----- DATA RECORDS -----

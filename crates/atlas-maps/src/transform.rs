//! Field transforms: offset, quarter-turn rotation and looping, plus the
//! pole-offset latitude used to pick a hemisphere.

use std::f64::consts::FRAC_PI_2;

use crate::climate::Hemisphere;
use crate::field::Field2D;
use crate::units::blocks_to_grid;

/// A rotation snapped to a quarter turn.
#[derive(Clone, Copy, Debug, PartialEq, Eq, Hash, Default)]
pub enum Rotation {
    #[default]
    None,
    Quarter,
    Half,
    ThreeQuarter,
}

impl Rotation {
    /// Snap any angle in degrees to the nearest quarter turn.
    pub fn from_degrees(degrees: i32) -> Self {
        match degrees.rem_euclid(360) {
            d if d <= 45 || d > 315 => Self::None,
            d if d <= 135 => Self::Quarter,
            d if d <= 225 => Self::Half,
            _ => Self::ThreeQuarter,
        }
    }

    pub fn degrees(self) -> i32 {
        match self {
            Self::None => 0,
            Self::Quarter => 90,
            Self::Half => 180,
            Self::ThreeQuarter => 270,
        }
    }

    #[inline]
    pub fn apply(self, x: f64, z: f64) -> (f64, f64) {
        match self {
            Self::None => (x, z),
            Self::Quarter => (z, -x),
            Self::Half => (-x, -z),
            Self::ThreeQuarter => (-z, x),
        }
    }
}

/// Wraps a field, transforming query coordinates before sampling it.
///
/// Coordinates are offset, then rotated, then wrapped into `[0, period)` on
/// each looping axis.
#[derive(Clone, Debug)]
pub struct TransformedField<F> {
    inner: F,
    offset: (f64, f64),
    rotation: Rotation,
    period: (Option<f64>, Option<f64>),
}

impl<F: Field2D> TransformedField<F> {
    pub fn new(inner: F) -> Self {
        Self {
            inner,
            offset: (0.0, 0.0),
            rotation: Rotation::None,
            period: (None, None),
        }
    }

    /// Shift by a block offset.
    pub fn with_offset(mut self, x_blocks: i32, z_blocks: i32) -> Self {
        self.offset = (blocks_to_grid(x_blocks), blocks_to_grid(z_blocks));
        self
    }

    pub fn with_rotation(mut self, degrees: i32) -> Self {
        self.rotation = Rotation::from_degrees(degrees);
        self
    }

    /// Loop along X with a period in blocks. Non-positive periods disable it.
    pub fn with_loop_x(mut self, period_blocks: i32) -> Self {
        self.period.0 = (period_blocks > 0).then(|| blocks_to_grid(period_blocks));
        self
    }

    /// Loop along Z with a period in blocks. Non-positive periods disable it.
    pub fn with_loop_z(mut self, period_blocks: i32) -> Self {
        self.period.1 = (period_blocks > 0).then(|| blocks_to_grid(period_blocks));
        self
    }

    pub fn rotation(&self) -> Rotation {
        self.rotation
    }

    pub fn inner(&self) -> &F {
        &self.inner
    }

    /// Grid coordinates actually sampled for `(x, z)`.
    pub fn transform(&self, x: f64, z: f64) -> (f64, f64) {
        let (rx, rz) = self.rotation.apply(x + self.offset.0, z + self.offset.1);
        let wrap = |v: f64, period: Option<f64>| period.map_or(v, |p| v.rem_euclid(p));
        (wrap(rx, self.period.0), wrap(rz, self.period.1))
    }
}

impl<F: Field2D> Field2D for TransformedField<F> {
    fn value(&self, x: f64, z: f64) -> f64 {
        let (x, z) = self.transform(x, z);
        self.inner.value(x, z)
    }
}

// ---------------------------------------------------------------------------
// Latitude
// ---------------------------------------------------------------------------

/// Triangle wave with the given amplitude, midpoint and frequency.
pub fn triangle_wave(amplitude: f64, midpoint: f64, frequency: f64, value: f64) -> f64 {
    midpoint
        + amplitude
            * ((4.0 * frequency * value + 1.0 - 4.0 * (frequency * value + 0.75).floor()).abs()
                - 1.0)
}

/// Latitude in radians at block `z`, after shifting by the pole offset.
///
/// `hemisphere_scale` is the equator-to-pole distance in blocks. Without
/// looping the result is clamped to `[-π/2, π/2]`.
pub fn latitude(z: i32, hemisphere_scale: f64, pole_offset: i32, looping: bool) -> f64 {
    let shifted = z as f64 + pole_offset as f64;
    let latitude = triangle_wave(
        -FRAC_PI_2,
        0.0,
        1.0 / (4.0 * hemisphere_scale),
        shifted - 0.5 * hemisphere_scale,
    );
    if !looping && hemisphere_scale > 0.0 {
        latitude.clamp(-FRAC_PI_2, FRAC_PI_2)
    } else {
        latitude
    }
}

/// Hemisphere at block `z`: northern where the latitude is non-negative.
pub fn hemisphere(z: i32, hemisphere_scale: f64, pole_offset: i32, looping: bool) -> Hemisphere {
    if latitude(z, hemisphere_scale, pole_offset, looping) >= 0.0 {
        Hemisphere::Northern
    } else {
        Hemisphere::Southern
    }
}

pub fn is_northern_hemisphere(z: i32, hemisphere_scale: f64, pole_offset: i32, looping: bool) -> bool {
    hemisphere(z, hemisphere_scale, pole_offset, looping) == Hemisphere::Northern
}
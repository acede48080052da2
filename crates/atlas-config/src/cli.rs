//! Command-line arguments shared by every tool that builds a world session.

use std::path::PathBuf;

use clap::Args;

use crate::Config;

/// Generation overrides accepted on the command line.
///
/// CLI values override settings loaded from `config.ron`.
#[derive(Args, Debug, Clone, Default)]
pub struct CliArgs {
    /// Horizontal world scale (diameter) in blocks.
    #[arg(long)]
    pub horizontal_scale: Option<i32>,

    /// Vertical world scale (diameter) in blocks.
    #[arg(long)]
    pub vertical_scale: Option<i32>,

    /// Directory holding the control maps.
    #[arg(long)]
    pub maps_dir: Option<PathBuf>,

    /// World seed.
    #[arg(long)]
    pub seed: Option<u64>,

    /// Generate continents procedurally instead of from `continent.png`.
    #[arg(long)]
    pub no_continent_map: bool,

    /// Ignore `altitude.png`.
    #[arg(long)]
    pub no_altitude_map: bool,

    /// Ignore `hotspots.png`.
    #[arg(long)]
    pub no_hotspots_map: bool,

    /// Ignore `koppen.png`.
    #[arg(long)]
    pub no_koppen_map: bool,

    /// Log level (error, warn, info, debug, trace).
    #[arg(long)]
    pub log_level: Option<String>,

    /// Path to config directory (overrides default location).
    #[arg(long)]
    pub config: Option<PathBuf>,
}

impl Config {
    /// Apply CLI overrides to a loaded config.
    pub fn apply_cli_overrides(&mut self, args: &CliArgs) {
        if let Some(h) = args.horizontal_scale {
            self.generation.horizontal_world_scale = h;
        }
        if let Some(v) = args.vertical_scale {
            self.generation.vertical_world_scale = v;
        }
        if let Some(ref dir) = args.maps_dir {
            self.maps.directory = dir.clone();
        }
        if let Some(seed) = args.seed {
            self.generation.seed = seed;
        }
        if args.no_continent_map {
            self.generation.continent_from_map = false;
        }
        if args.no_altitude_map {
            self.generation.altitude_from_map = false;
        }
        if args.no_hotspots_map {
            self.generation.hotspots_from_map = false;
        }
        if args.no_koppen_map {
            self.generation.koppen_from_map = false;
        }
        if let Some(ref level) = args.log_level {
            self.debug.log_level = level.clone();
        }
    }
}

#[cfg(test)]
mod tests {
    use super::*;

    #[test]
    fn test_cli_override() {
        let mut config = Config::default();
        let args = CliArgs {
            horizontal_scale: Some(80_000),
            maps_dir: Some(PathBuf::from("/tmp/maps")),
            no_koppen_map: true,
            ..Default::default()
        };
        config.apply_cli_overrides(&args);
        assert_eq!(config.generation.horizontal_world_scale, 80_000);
        assert_eq!(config.maps.directory, PathBuf::from("/tmp/maps"));
        assert!(!config.generation.koppen_from_map);
        // Non-overridden fields retain defaults
        assert_eq!(config.generation.vertical_world_scale, 40_000);
        assert!(config.generation.continent_from_map);
    }

    #[test]
    fn test_cli_override_out_of_range_fails_validation() {
        let mut config = Config::default();
        let args = CliArgs {
            horizontal_scale: Some(0),
            ..Default::default()
        };
        config.apply_cli_overrides(&args);
        let err = config.generation.validate().unwrap_err();
        assert!(
            err.to_string().contains("horizontal_world_scale"),
            "error should name the field: {err}"
        );

        let args = CliArgs {
            horizontal_scale: Some(80_000),
            ..Default::default()
        };
        config.apply_cli_overrides(&args);
        assert!(config.generation.validate().is_ok());
    }

    #[test]
    fn test_cli_no_override() {
        let original = Config::default();
        let mut config = Config::default();
        config.apply_cli_overrides(&CliArgs::default());
        assert_eq!(config, original);
    }
}
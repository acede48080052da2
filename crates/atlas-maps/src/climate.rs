//! Köppen classification, the inverse parameter cache, and the continuous
//! temperature/rainfall/rainfall-variance fields derived from the Köppen map.

mod adapter;
mod classification;
mod parameter_cache;

pub use adapter::{ClimateIndexNoise, ClimateParameter, KoppenClimateField, KoppenClimateFields};
pub use classification::{ClimateClassifier, Hemisphere, KoppenClimate, KoppenRule, classify};
pub use parameter_cache::{
    BucketSummary, ClimateBucket, DEFAULT_PARAMETERS, KoppenParameterCache, ParameterAxis,
    ParameterCombination,
};
//! Configuration error types.

/// Errors that can occur when loading, saving, parsing, or validating configuration.
#[derive(Debug, thiserror::Error)]
pub enum ConfigError {
    /// Failed to read the config file from disk.
    #[error("failed to read config: {0}")]
    ReadError(#[source] std::io::Error),

    /// Failed to write the config file to disk.
    #[error("failed to write config: {0}")]
    WriteError(#[source] std::io::Error),

    /// Failed to parse RON content.
    #[error("failed to parse config: {0}")]
    ParseError(#[source] ron::error::SpannedError),

    /// Failed to serialize config to RON.
    #[error("failed to serialize config: {0}")]
    SerializeError(#[source] ron::Error),

    /// A value is outside its accepted range.
    #[error("invalid config: {0}")]
    Invalid(String),
}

-----

> TASK INSTRUCTIONS:
Every line from the start of the listing through the line with "use crate::units::blocks_to_grid;" should be reproduced exactly, and no other line.

> SOLUTION:
filename crates/atlas-maps/src/transform.rs
//! Field transforms: offset, quarter-turn rotation and looping, plus the
//! pole-offset latitude used to pick a hemisphere.

use std::f64::consts::FRAC_PI_2;

use crate::climate::Hemisphere;
use crate::field::Field2D;
use crate::units::blocks_to_grid;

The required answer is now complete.